▶ [Prompt]
Print the records below exactly as they appear.

┄┄┄┄┄┄┄┄┄┄┄┄┄┄┄┄┄┄┄┄

//! Search client tying the source adapter, classifier and pipeline together.
//!
//! The [`SmsOtpClient`] is the main entry point for this crate. One client
//! corresponds to one logical search session: a query-parameter change (new
//! lookback window) means building a new config and a new search, and a fetch
//! that completes after a newer one has started is discarded instead of
//! overwriting fresher results.
//!
//! # Example
//!
//! ```no_run
//! use sms_otp::{SearchConfig, SmsOtpClient};
//!
//! # async fn example() -> sms_otp::Result<()> {
//! let config = SearchConfig::builder().build()?;
//! let client = SmsOtpClient::new(config);
//!
//! for entry in client.search().await? {
//!     println!("{}: {}", entry.message.sender, entry.classification.code);
//! }
//! # Ok(())
//! # }
//! ```

use crate::config::SearchConfig;
use crate::error::{Error, Result};
use crate::message::Message;
use crate::pipeline::{self, ClassifiedMessage};
use crate::source::SmsSource;
use std::sync::atomic::{AtomicU64, Ordering};
use tracing::{debug, instrument};

/// Async client for OTP search over the local message store.
///
/// Create with [`SmsOtpClient::new`]; the store is only opened when
/// [`search`](Self::search) runs. The client is cheap and holds no open
/// handle between searches.
pub struct SmsOtpClient {
    config: SearchConfig,
    source: SmsSource,
    /// Generation counter for request supersession. Each search takes a
    /// ticket; only the holder of the latest ticket may publish results.
    generation: AtomicU64,
}

impl SmsOtpClient {
    /// Creates a client for the configured store.
    #[must_use]
    pub fn new(config: SearchConfig) -> Self {
        let source = SmsSource::new(&config.db_path);
        Self {
            config,
            source,
            generation: AtomicU64::new(0),
        }
    }

    /// Fetches recent messages and runs one classification pipeline pass.
    ///
    /// Returns only messages with a detected code, deduplicated by id and
    /// ordered most recent first.
    ///
    /// # Errors
    ///
    /// Returns store errors from the fetch, or [`Error::Superseded`] when a
    /// newer search started while this one's fetch was in flight — the stale
    /// results are dropped, never returned.
    #[instrument(name = "SmsOtpClient::search", skip(self), fields(
        lookback_minutes = self.config.lookback_minutes,
        generation = tracing::field::Empty,
    ))]
    pub async fn search(&self) -> Result<Vec<ClassifiedMessage>> {
        let ticket = self.generation.fetch_add(1, Ordering::SeqCst) + 1;
        tracing::Span::current().record("generation", ticket);

        let messages = self
            .source
            .fetch_recent(self.config.lookback_minutes, self.config.max_messages)
            .await?;

        if self.generation.load(Ordering::SeqCst) != ticket {
            debug!(ticket, "discarding superseded fetch result");
            return Err(Error::Superseded { generation: ticket });
        }

        let entries = pipeline::classify_messages(messages, &self.config.patterns);
        debug!(matched = entries.len(), "search complete");
        Ok(entries)
    }

    /// Extracts the passcode from one message on demand (the copy action).
    ///
    /// Classification is recomputed here rather than cached from the list
    /// pass; it is pure and cheap, so both paths always agree.
    ///
    /// # Errors
    ///
    /// Returns [`Error::NoCode`] when the message has no detectable code.
    pub fn extract_code(&self, message: &Message) -> Result<String> {
        let classification = self.config.patterns.classify(&message.body);
        if classification.found {
            Ok(classification.code)
        } else {
            Err(Error::NoCode)
        }
    }

    /// The configuration this client was built with.
    #[must_use]
    pub fn config(&self) -> &SearchConfig {
        &self.config
    }
}

impl std::fmt::Debug for SmsOtpClient {
    fn fmt(&self, f: &mut std::fmt::Formatter<'_>) -> std::fmt::Result {
        f.debug_struct("SmsOtpClient")
            .field("db_path", &self.config.db_path)
            .field("lookback_minutes", &self.config.lookback_minutes)
            .field("generation", &self.generation.load(Ordering::SeqCst))
            .finish_non_exhaustive()
    }
}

┄┄┄┄┄┄┄┄┄┄┄┄┄┄┄┄┄┄┄┄

▶ [Answer]
//! Search client tying the source adapter, classifier and pipeline together.
//!
//! The [`SmsOtpClient`] is the main entry point for this crate. One client
//! corresponds to one logical search session: a query-parameter change (new
//! lookback window) means building a new config and a new search, and a fetch
//! that completes after a newer one has started is discarded instead of
//! overwriting fresher results.
//!
//! # Example
//!
//! ```no_run
//! use sms_otp::{SearchConfig, SmsOtpClient};
//!
//! # async fn example() -> sms_otp::Result<()> {
//! let config = SearchConfig::builder().build()?;
//! let client = SmsOtpClient::new(config);
//!
//! for entry in client.search().await? {
//!     println!("{}: {}", entry.message.sender, entry.classification.code);
//! }
//! # Ok(())
//! # }
//! ```

use crate::config::SearchConfig;
use crate::error::{Error, Result};
use crate::message::Message;
use crate::pipeline::{self, ClassifiedMessage};
use crate::source::SmsSource;
use std::sync::atomic::{AtomicU64, Ordering};
use tracing::{debug, instrument};

/// Async client for OTP search over the local message store.
///
/// Create with [`SmsOtpClient::new`]; the store is only opened when
/// [`search`](Self::search) runs. The client is cheap and holds no open
/// handle between searches.
pub struct SmsOtpClient {
    config: SearchConfig,
    source: SmsSource,
    /// Generation counter for request supersession. Each search takes a
    /// ticket; only the holder of the latest ticket may publish results.
    generation: AtomicU64,
}

impl SmsOtpClient {
    /// Creates a client for the configured store.
    #[must_use]
    pub fn new(config: SearchConfig) -> Self {
        let source = SmsSource::new(&config.db_path);
        Self {
            config,
            source,
            generation: AtomicU64::new(0),
        }
    }

    /// Fetches recent messages and runs one classification pipeline pass.
    ///
    /// Returns only messages with a detected code, deduplicated by id and
    /// ordered most recent first.
    ///
    /// # Errors
    ///
    /// Returns store errors from the fetch, or [`Error::Superseded`] when a
    /// newer search started while this one's fetch was in flight — the stale
    /// results are dropped, never returned.
    #[instrument(name = "SmsOtpClient::search", skip(self), fields(
        lookback_minutes = self.config.lookback_minutes,
        generation = tracing::field::Empty,
    ))]
    pub async fn search(&self) -> Result<Vec<ClassifiedMessage>> {
        let ticket = self.generation.fetch_add(1, Ordering::SeqCst) + 1;
        tracing::Span::current().record("generation", ticket);

        let messages = self
            .source
            .fetch_recent(self.config.lookback_minutes, self.config.max_messages)
            .await?;

        if self.generation.load(Ordering::SeqCst) != ticket {
            debug!(ticket, "discarding superseded fetch result");
            return Err(Error::Superseded { generation: ticket });
        }

        let entries = pipeline::classify_messages(messages, &self.config.patterns);
        debug!(matched = entries.len(), "search complete");
        Ok(entries)
    }

    /// Extracts the passcode from one message on demand (the copy action).
    ///
    /// Classification is recomputed here rather than cached from the list
    /// pass; it is pure and cheap, so both paths always agree.
    ///
    /// # Errors
    ///
    /// Returns [`Error::NoCode`] when the message has no detectable code.
    pub fn extract_code(&self, message: &Message) -> Result<String> {
        let classification = self.config.patterns.classify(&message.body);
        if classification.found {
            Ok(classification.code)
        } else {
            Err(Error::NoCode)
        }
    }

    /// The configuration this client was built with.
    #[must_use]
    pub fn config(&self) -> &SearchConfig {
        &self.config
    }
}

impl std::fmt::Debug for SmsOtpClient {
    fn fmt(&self, f: &mut std::fmt::Formatter<'_>) -> std::fmt::Result {
        f.debug_struct("SmsOtpClient")
            .field("db_path", &self.config.db_path)
            .field("lookback_minutes", &self.config.lookback_minutes)
            .field("generation", &self.generation.load(Ordering::SeqCst))
            .finish_non_exhaustive()
    }
}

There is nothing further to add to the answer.